Impact of the vector interaction on the phase structure of QCD matter

TL;DR

This paper explores how including a vector interaction and entanglement effects in a Polyakov-loop extended model of QCD influences the phase diagram, especially the critical end-point, aligning better with lattice data.

Contribution

It introduces a Polyakov-loop dependent vector interaction and entanglement effects into the model, providing new insights into the QCD phase structure and critical point location.

Findings

Finite vector interaction strength G_v improves model agreement with lattice data.

Non-zero G_v and entanglement affect thermodynamic observables and crossover boundary curvature.

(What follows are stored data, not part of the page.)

//! Text form of option lists.
//!
//! An option list is stored as a single string formatted exactly as it would
//! appear in a `CREATE TEXT SEARCH DICTIONARY` command, e.g.
//! `stopwords = 'english', "Accept" = E'a\\b'`. This keeps dump tooling
//! deterministic: encoding the same list always yields the same bytes.
//!
//! The decoder also accepts a few forms the encoder never writes (unquoted and
//! double-quoted values) because older headline options were stored that way.

use thiserror::Error;

use super::{OptionEntry, OptionList};

/// Marker placed before an opening quote when the value contains backslashes.
const ESCAPE_STRING_SYNTAX: char = 'E';

/// Options holding a transient local resource path; never serialized.
const TRANSIENT_KEY: &str = "FilePath";

/// Reserved, column-name and type/function-name keywords; all of them must
/// be quoted when used as an option name.
const RESERVED_KEYWORDS: &[&str] = &[
    "all",
    "analyse",
    "analyze",
    "and",
    "any",
    "array",
    "as",
    "asc",
    "asymmetric",
    "authorization",
    "between",
    "bigint",
    "binary",
    "bit",
    "boolean",
    "both",
    "case",
    "cast",
    "char",
    "character",
    "check",
    "coalesce",
    "collate",
    "collation",
    "column",
    "concurrently",
    "constraint",
    "create",
    "cross",
    "current_catalog",
    "current_date",
    "current_role",
    "current_schema",
    "current_time",
    "current_timestamp",
    "current_user",
    "dec",
    "decimal",
    "default",
    "deferrable",
    "desc",
    "distinct",
    "do",
    "else",
    "end",
    "except",
    "exists",
    "extract",
    "false",
    "fetch",
    "float",
    "for",
    "foreign",
    "freeze",
    "from",
    "full",
    "grant",
    "greatest",
    "group",
    "grouping",
    "having",
    "ilike",
    "in",
    "initially",
    "inner",
    "inout",
    "int",
    "integer",
    "intersect",
    "interval",
    "into",
    "is",
    "isnull",
    "join",
    "lateral",
    "leading",
    "least",
    "left",
    "like",
    "limit",
    "localtime",
    "localtimestamp",
    "national",
    "natural",
    "nchar",
    "none",
    "not",
    "notnull",
    "null",
    "nullif",
    "numeric",
    "offset",
    "on",
    "only",
    "or",
    "order",
    "out",
    "outer",
    "overlaps",
    "overlay",
    "placing",
    "position",
    "precision",
    "primary",
    "real",
    "references",
    "returning",
    "right",
    "row",
    "select",
    "session_user",
    "setof",
    "similar",
    "smallint",
    "some",
    "substring",
    "symmetric",
    "table",
    "tablesample",
    "then",
    "time",
    "timestamp",
    "to",
    "trailing",
    "treat",
    "trim",
    "true",
    "union",
    "unique",
    "user",
    "using",
    "values",
    "varchar",
    "variadic",
    "verbose",
    "when",
    "where",
    "window",
    "with",
    "xmlattributes",
    "xmlconcat",
    "xmlelement",
    "xmlexists",
    "xmlforest",
    "xmlparse",
    "xmlpi",
    "xmlroot",
    "xmlserialize",
];

/// Error raised when a stored option list cannot be parsed.
///
/// Carries the complete input for diagnostics.
#[derive(Debug, Error, Clone, PartialEq, Eq)]
#[error("invalid parameter list format: \"{input}\"")]
pub struct FormatError {
    /// The text that failed to parse.
    pub input: String,
}

impl FormatError {
    pub fn new(input: impl Into<String>) -> Self {
        Self {
            input: input.into(),
        }
    }
}

/// Returns `true` for option names that are never written by [`encode`].
pub fn is_transient_key(key: &str) -> bool {
    key.eq_ignore_ascii_case(TRANSIENT_KEY)
}

fn is_reserved_keyword(word: &str) -> bool {
    RESERVED_KEYWORDS.binary_search(&word).is_ok()
}

/// Quotes `ident` with double quotes if it would not survive as a bare name.
///
/// Bare names start with a lowercase ASCII letter or `_`, continue with
/// lowercase letters, digits or `_`, and are not reserved, column-name or
/// type/function-name keywords.
///
/// # Examples
///
/// ```
/// use tsearch_catalog::options::codec::quote_identifier;
///
/// assert_eq!(quote_identifier("stopwords"), "stopwords");
/// assert_eq!(quote_identifier("StopWords"), "\"StopWords\"");
/// assert_eq!(quote_identifier("table"), "\"table\"");
/// assert_eq!(quote_identifier("a$b"), "\"a$b\"");
/// assert_eq!(quote_identifier("a\"b"), "\"a\"\"b\"");
/// ```
pub fn quote_identifier(ident: &str) -> String {
    let mut chars = ident.chars();
    let safe_start = matches!(chars.next(), Some(c) if c.is_ascii_lowercase() || c == '_');
    let safe = safe_start
        && chars.all(|c| c.is_ascii_lowercase() || c.is_ascii_digit() || c == '_')
        && !is_reserved_keyword(ident);
    if safe {
        return ident.to_string();
    }

    let mut quoted = String::with_capacity(ident.len() + 2);
    quoted.push('"');
    for ch in ident.chars() {
        if ch == '"' {
            quoted.push('"');
        }
        quoted.push(ch);
    }
    quoted.push('"');
    quoted
}

fn push_quoted_value(buf: &mut String, value: &str) {
    let escape_mode = value.contains('\\');
    if escape_mode {
        buf.push(ESCAPE_STRING_SYNTAX);
    }
    buf.push('\'');
    for ch in value.chars() {
        if ch == '\'' || (escape_mode && ch == '\\') {
            buf.push(ch);
        }
        buf.push(ch);
    }
    buf.push('\'');
}

/// Serializes an option list to its stored text form.
///
/// Pairs are written as `key = 'value'` and joined with `", "`. Options named
/// `FilePath` are skipped.
///
/// # Examples
///
/// ```
/// use tsearch_catalog::options::codec::encode;
/// use tsearch_catalog::OptionEntry;
///
/// let options = vec![
///     OptionEntry::new("a", "x\\y"),
///     OptionEntry::new("b", "it's"),
/// ];
/// assert_eq!(encode(&options), r"a = E'x\\y', b = 'it''s'");
/// ```
pub fn encode(options: &[OptionEntry]) -> String {
    let mut buf = String::new();
    for option in options.iter().filter(|o| !is_transient_key(&o.key)) {
        if !buf.is_empty() {
            buf.push_str(", ");
        }
        buf.push_str(&quote_identifier(&option.key));
        buf.push_str(" = ");
        push_quoted_value(&mut buf, &option.value);
    }
    buf
}

#[derive(Debug, Clone, Copy, PartialEq, Eq)]
enum ScanState {
    AwaitingKey,
    InBareKey,
    InQuotedKey,
    AwaitingEquals,
    AwaitingValue,
    InSingleQuotedValue,
    InDoubleQuotedValue,
    InBareValue,
}

fn is_space(ch: char) -> bool {
    matches!(ch, ' ' | '\t' | '\n' | '\r' | '\x0B' | '\x0C')
}

/// Parses the stored text form back into an option list.
///
/// # Errors
///
/// Returns [`FormatError`] carrying `input` if the text is not a well-formed
/// option list.
///
/// # Examples
///
/// ```
/// use tsearch_catalog::options::codec::decode;
/// use tsearch_catalog::OptionEntry;
///
/// let legacy = decode("k1=v1, k2=v2").unwrap();
/// assert_eq!(
///     legacy,
///     vec![OptionEntry::new("k1", "v1"), OptionEntry::new("k2", "v2")]
/// );
/// assert!(decode("k1 = 'unterminated").is_err());
/// ```
pub fn decode(input: &str) -> Result<OptionList, FormatError> {
    use ScanState::*;

    let mut result = OptionList::new();
    let mut key = String::new();
    let mut value = String::new();
    let mut state = AwaitingKey;
    let mut chars = input.chars().peekable();

    let mut finish_pair = |key: &mut String, value: &mut String| {
        result.push(OptionEntry::new(
            std::mem::take(key),
            std::mem::take(value),
        ));
    };

    while let Some(ch) = chars.next() {
        state = match state {
            AwaitingKey => {
                if is_space(ch) || ch == ',' {
                    AwaitingKey
                } else if ch == '"' {
                    InQuotedKey
                } else {
                    key.push(ch);
                    InBareKey
                }
            }
            InBareKey => {
                if is_space(ch) {
                    AwaitingEquals
                } else if ch == '=' {
                    AwaitingValue
                } else {
                    key.push(ch);
                    InBareKey
                }
            }
            InQuotedKey => {
                if ch != '"' {
                    key.push(ch);
                    InQuotedKey
                } else if chars.next_if_eq(&'"').is_some() {
                    key.push('"');
                    InQuotedKey
                } else {
                    AwaitingEquals
                }
            }
            AwaitingEquals => {
                if ch == '=' {
                    AwaitingValue
                } else if is_space(ch) {
                    AwaitingEquals
                } else {
                    return Err(FormatError::new(input));
                }
            }
            AwaitingValue => match ch {
                '\'' => InSingleQuotedValue,
                ESCAPE_STRING_SYNTAX if chars.next_if_eq(&'\'').is_some() => InSingleQuotedValue,
                '"' => InDoubleQuotedValue,
                c if is_space(c) => AwaitingValue,
                c => {
                    value.push(c);
                    InBareValue
                }
            },
            InSingleQuotedValue => match ch {
                '\'' if chars.next_if_eq(&'\'').is_some() => {
                    value.push('\'');
                    InSingleQuotedValue
                }
                '\'' => {
                    finish_pair(&mut key, &mut value);
                    AwaitingKey
                }
                '\\' => {
                    // A doubled backslash collapses; a lone one is literal.
                    chars.next_if_eq(&'\\');
                    value.push('\\');
                    InSingleQuotedValue
                }
                c => {
                    value.push(c);
                    InSingleQuotedValue
                }
            },
            InDoubleQuotedValue => match ch {
                '"' if chars.next_if_eq(&'"').is_some() => {
                    value.push('"');
                    InDoubleQuotedValue
                }
                '"' => {
                    finish_pair(&mut key, &mut value);
                    AwaitingKey
                }
                c => {
                    value.push(c);
                    InDoubleQuotedValue
                }
            },
            InBareValue => {
                if ch == ',' || is_space(ch) {
                    finish_pair(&mut key, &mut value);
                    AwaitingKey
                } else {
                    value.push(ch);
                    InBareValue
                }
            }
        };
    }

    match state {
        AwaitingKey => {}
        InBareValue => finish_pair(&mut key, &mut value),
        _ => return Err(FormatError::new(input)),
    }

    Ok(result)
}

#[cfg(test)]
mod tests {
    use super::*;

    fn entries(pairs: &[(&str, &str)]) -> OptionList {
        pairs.iter().map(|(k, v)| OptionEntry::new(*k, *v)).collect()
    }

    #[test]
    fn keywords_are_sorted_for_binary_search() {
        let mut sorted = RESERVED_KEYWORDS.to_vec();
        sorted.sort_unstable();
        assert_eq!(sorted, RESERVED_KEYWORDS);
    }

    #[test]
    fn encode_empty_list() {
        assert_eq!(encode(&[]), "");
    }

    #[test]
    fn encode_quotes_and_escapes() {
        let options = entries(&[("a", "x\\y"), ("b", "it's")]);
        let text = encode(&options);
        assert_eq!(text, "a = E'x\\\\y', b = 'it''s'");
        assert_eq!(decode(&text).unwrap(), options);
    }

    #[test]
    fn encode_quotes_keys_only_when_needed() {
        let options = entries(&[("simple_key", "1"), ("MixedCase", "2"), ("with space", "3")]);
        assert_eq!(
            encode(&options),
            "simple_key = '1', \"MixedCase\" = '2', \"with space\" = '3'"
        );
    }

    #[test]
    fn dollar_sign_forces_quoting() {
        assert_eq!(quote_identifier("a$b"), "\"a$b\"");
        assert_eq!(encode(&entries(&[("a$b", "1")])), "\"a$b\" = '1'");
        assert_eq!(decode("\"a$b\" = '1'").unwrap(), entries(&[("a$b", "1")]));
    }

    #[test]
    fn column_name_keywords_are_quoted() {
        for keyword in ["xmlelement", "xmlserialize", "grouping", "between", "tablesample"] {
            assert_eq!(quote_identifier(keyword), format!("\"{keyword}\""));
        }
        assert_eq!(encode(&entries(&[("xmlelement", "1")])), "\"xmlelement\" = '1'");
        assert_eq!(quote_identifier("xmlelements"), "xmlelements");
    }

    #[test]
    fn encode_skips_file_path_anywhere() {
        let options = entries(&[("FilePath", "/tmp/x"), ("a", "1"), ("filepath", "/y"), ("b", "2")]);
        assert_eq!(encode(&options), "a = '1', b = '2'");
    }

    #[test]
    fn encode_only_file_path_is_empty() {
        assert_eq!(encode(&entries(&[("FilePath", "/tmp/x")])), "");
    }

    #[test]
    fn decode_legacy_unquoted() {
        assert_eq!(
            decode("k1=v1, k2=v2").unwrap(),
            entries(&[("k1", "v1"), ("k2", "v2")])
        );
    }

    #[test]
    fn decode_bare_value_at_end_of_input() {
        assert_eq!(decode("k = v").unwrap(), entries(&[("k", "v")]));
    }

    #[test]
    fn decode_double_quoted_key_and_value() {
        assert_eq!(
            decode(r#""Say ""hi""" = "a ""b"" c""#).unwrap(),
            entries(&[("Say \"hi\"", "a \"b\" c")])
        );
    }

    #[test]
    fn decode_escape_marker_is_not_part_of_value() {
        assert_eq!(decode(r"k = E'a\\b'").unwrap(), entries(&[("k", "a\\b")]));
    }

    #[test]
    fn decode_lone_backslash_is_literal() {
        assert_eq!(decode(r"k = 'a\b'").unwrap(), entries(&[("k", "a\\b")]));
    }

    #[test]
    fn decode_bare_value_starting_with_e() {
        assert_eq!(decode("k = English").unwrap(), entries(&[("k", "English")]));
    }

    #[test]
    fn decode_empty_input() {
        assert!(decode("").unwrap().is_empty());
        assert!(decode("  ,  ").unwrap().is_empty());
    }

    #[test]
    fn decode_empty_quoted_value() {
        assert_eq!(
            decode("a = '', b = 'x'").unwrap(),
            entries(&[("a", ""), ("b", "x")])
        );
    }

    #[test]
    fn decode_rejects_unterminated_value() {
        let err = decode("k1 = 'unterminated").unwrap_err();
        assert_eq!(err.input, "k1 = 'unterminated");
    }

    #[test]
    fn decode_rejects_missing_equals() {
        assert!(decode("k1 'v1'").is_err());
    }

    #[test]
    fn decode_rejects_dangling_key() {
        assert!(decode("k1").is_err());
        assert!(decode("k1 =").is_err());
        assert!(decode("\"k1").is_err());
    }
}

The model better predicts the phase diagram features of QCD matter.

Abstract

The 2-flavor Polyakov-loop extended model is generalized by taking into account the effective four-quark vector-type interaction with the coupling strengths, which are endowed with a dependence on the Polyakov field $\Phi$. The effective vertex generates entanglement interaction between the Polyakov loop and the chiral condensate. We investigate the influence of an additional quark vector interaction and the entanglement interaction on the location of the critical end-point at the given chemical potential or quark density. It is shown that the finite value of the vector interaction strength $G_{\rm v}$ improves the model agreement with the lattice data. The influence of the non-zero $G_{\rm v}$ and entanglement on the thermodynamic observables and the curvature of the crossover boundary in the $T-\mu$ plane is also examined.